ASSIGNED TASK
Find how many lines below mention "Debug". Nothing but the number is needed.

====== ENTRIES PROVIDED

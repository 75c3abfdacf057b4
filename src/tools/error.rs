//! Error types for tool invocations.

use thiserror::Error;

/// Errors a tool can report. All of them are recoverable from the pipeline's
/// point of view; criticality depends on the capability, not the error.
#[derive(Error, Debug)]
pub enum ToolError {
    /// Network connectivity error (DNS, connection refused, etc.).
    #[error("Network error: {0}")]
    Network(String),

    /// Request exceeded deadline.
    #[error("Request timeout after {0}ms")]
    Timeout(u64),

    /// Remote service returned an error response (4xx, 5xx).
    #[error("Upstream error {status}: {message}")]
    Upstream { status: u16, message: String },

    /// Response doesn't match the expected format.
    #[error("Invalid response: {0}")]
    InvalidResponse(String),

    /// Operation not supported by this tool implementation.
    #[error("'{0}' is not supported by this tool")]
    Unsupported(String),

    /// Referenced document could not be found.
    #[error("Document not found: {0}")]
    NotFound(String),

    /// Tool configuration error.
    #[error("Configuration error: {0}")]
    Configuration(String),
}

impl ToolError {
    pub fn from_reqwest(e: reqwest::Error, timeout_ms: u64) -> Self {
        if e.is_timeout() {
            ToolError::Timeout(timeout_ms)
        } else {
            ToolError::Network(e.to_string())
        }
    }
}
//! Tool executor configuration.

use serde::{Deserialize, Serialize};
use std::time::Duration;

#[derive(Debug, Clone, PartialEq, Eq, Serialize, Deserialize)]
#[serde(default)]
pub struct ExecutorConfig {
    /// Per-invocation timeout for retrieval, parsing and assessment
    pub invocation_timeout_ms: u64,
    /// Per-invocation timeout for classification and scope-guard tools
    pub critical_timeout_ms: u64,
    /// Maximum invocations in flight within one tier
    pub max_concurrency: usize,
}

impl Default for ExecutorConfig {
    fn default() -> Self {
        Self {
            invocation_timeout_ms: 30_000,
            critical_timeout_ms: 10_000,
            max_concurrency: 8,
        }
    }
}

impl ExecutorConfig {
    pub fn invocation_timeout(&self) -> Duration {
        Duration::from_millis(self.invocation_timeout_ms)
    }

    pub fn critical_timeout(&self) -> Duration {
        Duration::from_millis(self.critical_timeout_ms)
    }
}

============

PROBLEM SOLUTION
2